▶ **RECORDS SHOWN**
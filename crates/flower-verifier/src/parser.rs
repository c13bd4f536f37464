// Copyright (c) Mysten Labs, Inc.
// SPDX-License-Identifier: Apache-2.0

//! Header and inline-assembly text parser.
//!
//! # Two-Level Parsing
//!
//! 1. **Header parsing** ([`ParsedHeader::parse`]): classifies each line of the
//!    artifact as a guard opening, guard define, unit macro, guard closing,
//!    blank, or unrecognised content.
//!
//! 2. **Statement parsing** ([`Unit`]): splits a unit's asm string on `;` and
//!    parses each statement into an optional label and an instruction with
//!    comma-separated operands. Operands are classified lazily with
//!    [`Operand::parse`].

/// A single operand of a filler, frame or branch instruction.
#[derive(Debug, Clone, Copy, PartialEq, Eq)]
pub enum Operand {
    /// `x0`..`x30`.
    Register(u8),
    /// `xzr`.
    Zero,
    /// `sp`.
    Sp,
    /// `#12`, `#0x00be`, `#-16`.
    Immediate(i64),
    /// `[sp, #-16]!`, pre-indexed with writeback.
    PreIndexSp(i64),
    /// `[sp]`, base for a post-indexed access.
    BaseSp,
    /// `lsl #16`.
    ShiftLsl(i64),
}

impl Operand {
    /// Classify operand text. Returns `None` for anything outside the forms above.
    pub fn parse(text: &str) -> Option<Self> {
        let text = text.trim();

        if let Some(inner) = text.strip_prefix('[') {
            return Self::parse_address(inner);
        }
        if let Some(amount) = text.strip_prefix("lsl") {
            return parse_immediate(amount.trim()).map(Self::ShiftLsl);
        }
        if text.starts_with('#') {
            return parse_immediate(text).map(Self::Immediate);
        }

        match text {
            "xzr" => Some(Self::Zero),
            "sp" => Some(Self::Sp),
            _ => {
                let number: u8 = text.strip_prefix('x')?.parse().ok()?;
                (number <= 30).then_some(Self::Register(number))
            }
        }
    }

    fn parse_address(inner: &str) -> Option<Self> {
        if inner.trim() == "sp]" {
            return Some(Self::BaseSp);
        }
        let inner = inner.strip_suffix("]!")?;
        let (base, offset) = inner.split_once(',')?;
        if base.trim() != "sp" {
            return None;
        }
        parse_immediate(offset.trim()).map(Self::PreIndexSp)
    }
}

/// Parse `#N`, `#-N` or `#0xN`.
fn parse_immediate(text: &str) -> Option<i64> {
    let text = text.strip_prefix('#')?;
    let (negative, digits) = match text.strip_prefix('-') {
        Some(rest) => (true, rest),
        None => (false, text),
    };
    let magnitude = match digits.strip_prefix("0x") {
        Some(hex) => i64::from_str_radix(hex, 16).ok()?,
        None => digits.parse::<i64>().ok()?,
    };
    Some(if negative { -magnitude } else { magnitude })
}

/// An instruction with operands as raw strings.
#[derive(Debug, Clone, PartialEq, Eq)]
pub struct ParsedInstruction<'a> {
    /// The mnemonic (e.g., "movk", "b.eq").
    pub mnemonic: &'a str,
    /// Operands as raw strings (e.g., `["x9", "[sp, #-16]!"]`).
    pub operands: Vec<&'a str>,
    /// The statement text without its label.
    pub text: &'a str,
}

impl<'a> ParsedInstruction<'a> {
    fn parse(text: &'a str) -> Self {
        let text = text.trim();

        let mut parts = text.splitn(2, |c: char| c.is_whitespace());
        let mnemonic = parts.next().unwrap_or("");
        let operands = Self::parse_operands(parts.next().unwrap_or(""));

        Self {
            mnemonic,
            operands,
            text,
        }
    }

    /// Split comma-separated operands. Commas inside `[...]` are not separators.
    fn parse_operands(s: &'a str) -> Vec<&'a str> {
        let s = s.trim();
        if s.is_empty() {
            return Vec::new();
        }

        let mut operands = Vec::new();
        let mut start = 0;
        let mut bracket_depth: usize = 0;

        for (i, c) in s.char_indices() {
            match c {
                '[' => bracket_depth += 1,
                ']' => bracket_depth = bracket_depth.saturating_sub(1),
                ',' if bracket_depth == 0 => {
                    let operand = s[start..i].trim();
                    if !operand.is_empty() {
                        operands.push(operand);
                    }
                    start = i + 1;
                }
                _ => {}
            }
        }

        let operand = s[start..].trim();
        if !operand.is_empty() {
            operands.push(operand);
        }

        operands
    }

    /// All operands classified, or `None` if any is unrecognised.
    pub fn classified_operands(&self) -> Option<Vec<Operand>> {
        self.operands.iter().map(|op| Operand::parse(op)).collect()
    }
}

/// One `;`-separated statement of a unit's asm string.
#[derive(Debug, Clone, PartialEq, Eq)]
pub struct Statement<'a> {
    /// Label defined on this statement (e.g., `"1"` from `"1: b 2f"`).
    pub label: Option<&'a str>,
    pub instruction: Option<ParsedInstruction<'a>>,
}

impl<'a> Statement<'a> {
    fn parse(text: &'a str) -> Self {
        let text = text.trim();
        let (label, rest) = split_label(text);
        let instruction = (!rest.is_empty()).then(|| ParsedInstruction::parse(rest));
        Self { label, instruction }
    }
}

/// Split a statement into optional label and remaining text.
fn split_label(text: &str) -> (Option<&str>, &str) {
    match find_label_colon(text) {
        Some(colon) => (Some(text[..colon].trim()), text[colon + 1..].trim()),
        None => (None, text),
    }
}

/// Position of a label-ending colon.
///
/// Valid label characters: alphanumeric, `_`, `.`, `$`
fn find_label_colon(text: &str) -> Option<usize> {
    for (pos, c) in text.char_indices() {
        if c == ':' {
            return (pos > 0).then_some(pos);
        }
        if c.is_alphanumeric() || c == '_' || c == '.' || c == '$' {
            continue;
        }
        break;
    }
    None
}

/// A `#define NAME() __asm__ __volatile__("..." ::: ...)` macro.
#[derive(Debug, Clone, PartialEq, Eq)]
pub struct Unit<'a> {
    pub name: &'a str,
    /// 1-indexed line in the header.
    pub line_number: usize,
    pub statements: Vec<Statement<'a>>,
    /// Clobber names without quotes.
    pub clobbers: Vec<&'a str>,
}

impl<'a> Unit<'a> {
    /// Parse the text after `#define `. Returns `None` unless it is a
    /// zero-argument macro expanding to a single volatile asm statement.
    fn parse(definition: &'a str, line_number: usize) -> Option<Self> {
        let (name, body) = definition.split_once("()")?;
        let name = name.trim();
        if name.is_empty() || name.contains(char::is_whitespace) {
            return None;
        }

        let body = body
            .trim()
            .strip_prefix("__asm__ __volatile__(\"")?
            .strip_suffix(')')?;
        let (asm, tail) = body.split_once('"')?;

        let clobbers = match tail.trim().strip_prefix(":::") {
            Some(list) => list
                .split(',')
                .map(|c| c.trim().trim_matches('"'))
                .filter(|c| !c.is_empty())
                .collect(),
            None if tail.trim().is_empty() => Vec::new(),
            None => return None,
        };

        let statements = asm
            .split(';')
            .filter(|s| !s.trim().is_empty())
            .map(Statement::parse)
            .collect();

        Some(Self {
            name,
            line_number,
            statements,
            clobbers,
        })
    }

    /// The instructions in order, skipping label-only statements.
    pub fn instructions(&self) -> impl Iterator<Item = &ParsedInstruction<'a>> {
        self.statements.iter().filter_map(|s| s.instruction.as_ref())
    }

    /// Labels with the index of the instruction each one names.
    ///
    /// A label-only statement names the next instruction.
    pub fn label_positions(&self) -> Vec<(&'a str, usize)> {
        let mut positions = Vec::new();
        let mut index = 0;
        for statement in &self.statements {
            if let Some(label) = statement.label {
                positions.push((label, index));
            }
            if statement.instruction.is_some() {
                index += 1;
            }
        }
        positions
    }
}

/// One line of the header artifact.
#[derive(Debug, Clone, PartialEq, Eq)]
pub enum HeaderLine<'a> {
    /// `#ifndef GUARD`
    GuardOpen(&'a str),
    /// `#define GUARD`
    GuardDefine(&'a str),
    Unit(Unit<'a>),
    /// `#endif`, with the guard named in a trailing comment if present.
    GuardClose(Option<&'a str>),
    Blank,
    Unrecognised(&'a str),
}

/// Parsed header text, ready for verification.
pub struct ParsedHeader<'a> {
    lines: Vec<(usize, HeaderLine<'a>)>,
}

impl<'a> ParsedHeader<'a> {
    pub fn parse(input: &'a str) -> Self {
        let lines = input
            .lines()
            .enumerate()
            .map(|(idx, text)| (idx + 1, Self::parse_line(text, idx + 1)))
            .collect();
        Self { lines }
    }

    /// Access the parsed lines with their 1-indexed line numbers.
    pub fn lines(&self) -> &[(usize, HeaderLine<'a>)] {
        &self.lines
    }

    pub fn units(&self) -> impl Iterator<Item = &Unit<'a>> {
        self.lines.iter().filter_map(|(_, line)| match line {
            HeaderLine::Unit(unit) => Some(unit),
            _ => None,
        })
    }

    fn parse_line(text: &'a str, line_number: usize) -> HeaderLine<'a> {
        let trimmed = text.trim();

        if trimmed.is_empty() {
            return HeaderLine::Blank;
        }
        if let Some(guard) = trimmed.strip_prefix("#ifndef ") {
            return HeaderLine::GuardOpen(guard.trim());
        }
        if let Some(rest) = trimmed.strip_prefix("#endif") {
            let guard = rest.trim().strip_prefix("//").map(str::trim);
            return HeaderLine::GuardClose(guard);
        }
        if let Some(definition) = trimmed.strip_prefix("#define ") {
            if !definition.contains('(') {
                return HeaderLine::GuardDefine(definition.trim());
            }
            if let Some(unit) = Unit::parse(definition, line_number) {
                return HeaderLine::Unit(unit);
            }
        }
        HeaderLine::Unrecognised(trimmed)
    }
}

#[cfg(test)]
mod tests {
    use indoc::indoc;

    use super::*;

    fn unit(text: &str) -> Unit<'_> {
        Unit::parse(text, 1).expect("unit should parse")
    }

    #[test]
    fn test_register_operands() {
        assert_eq!(Operand::parse("x9"), Some(Operand::Register(9)));
        assert_eq!(Operand::parse("x30"), Some(Operand::Register(30)));
        assert_eq!(Operand::parse("x31"), None);
        assert_eq!(Operand::parse("xzr"), Some(Operand::Zero));
        assert_eq!(Operand::parse("sp"), Some(Operand::Sp));
        assert_eq!(Operand::parse("w9"), None);
    }

    #[test]
    fn test_immediate_operands() {
        assert_eq!(Operand::parse("#4095"), Some(Operand::Immediate(4095)));
        assert_eq!(Operand::parse("#0x00be"), Some(Operand::Immediate(0xbe)));
        assert_eq!(Operand::parse("#-16"), Some(Operand::Immediate(-16)));
        assert_eq!(Operand::parse("lsl #48"), Some(Operand::ShiftLsl(48)));
        assert_eq!(Operand::parse("#abc"), None);
    }

    #[test]
    fn test_address_operands() {
        assert_eq!(Operand::parse("[sp, #-32]!"), Some(Operand::PreIndexSp(-32)));
        assert_eq!(Operand::parse("[sp]"), Some(Operand::BaseSp));
        assert_eq!(Operand::parse("[sp, #16]"), None);
        assert_eq!(Operand::parse("[x0, #-16]!"), None);
    }

    #[test]
    fn test_operands_respect_brackets() {
        let instruction = ParsedInstruction::parse("stp x9, x10, [sp, #-16]!");
        assert_eq!(instruction.mnemonic, "stp");
        assert_eq!(instruction.operands, vec!["x9", "x10", "[sp, #-16]!"]);
    }

    #[test]
    fn test_statement_with_label() {
        let statement = Statement::parse("1: b 2f");
        assert_eq!(statement.label, Some("1"));
        let instruction = statement.instruction.unwrap();
        assert_eq!(instruction.mnemonic, "b");
        assert_eq!(instruction.operands, vec!["2f"]);
    }

    #[test]
    fn test_dotted_mnemonic_is_not_label() {
        let statement = Statement::parse("b.eq .+4");
        assert!(statement.label.is_none());
        assert_eq!(statement.instruction.unwrap().operands, vec![".+4"]);
    }

    #[test]
    fn test_unit_parse() {
        let unit = unit(
            r#"JUNK_BLOCK_001() __asm__ __volatile__("str x9, [sp, #-16]!;nop;ldr x9, [sp], #16;nop" ::: "memory", "cc")"#,
        );
        assert_eq!(unit.name, "JUNK_BLOCK_001");
        assert_eq!(unit.instructions().count(), 4);
        assert_eq!(unit.clobbers, vec!["memory", "cc"]);
    }

    #[test]
    fn test_unit_label_positions() {
        let unit = unit(r#"U() __asm__ __volatile__("nop;b 1f;nop;1:;nop" ::: "memory")"#);
        assert_eq!(unit.label_positions(), vec![("1", 3)]);
    }

    #[test]
    fn test_unit_rejects_non_asm_body() {
        assert!(Unit::parse("U() do_something()", 1).is_none());
        assert!(Unit::parse("U(x) __asm__ __volatile__(\"nop\")", 1).is_none());
    }

    #[test]
    fn test_header_lines() {
        let header = ParsedHeader::parse(indoc! {r#"
            #ifndef G_BLOCKS_H
            #define G_BLOCKS_H

            #define G_BLOCK_001() __asm__ __volatile__("nop" ::: "memory")
            int stray;
            #endif // G_BLOCKS_H
        "#});

        let lines: Vec<_> = header.lines().iter().map(|(_, l)| l).collect();
        assert_eq!(lines[0], &HeaderLine::GuardOpen("G_BLOCKS_H"));
        assert_eq!(lines[1], &HeaderLine::GuardDefine("G_BLOCKS_H"));
        assert_eq!(lines[2], &HeaderLine::Blank);
        assert!(matches!(lines[3], HeaderLine::Unit(_)));
        assert_eq!(lines[4], &HeaderLine::Unrecognised("int stray;"));
        assert_eq!(lines[5], &HeaderLine::GuardClose(Some("G_BLOCKS_H")));
        assert_eq!(header.units().count(), 1);
    }
}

▶ **WHAT YOU NEED TO DO**
Using the records above, say how many lines contain the string "clobbers"; offer no other text.

▶ **TASK SOLUTION**
4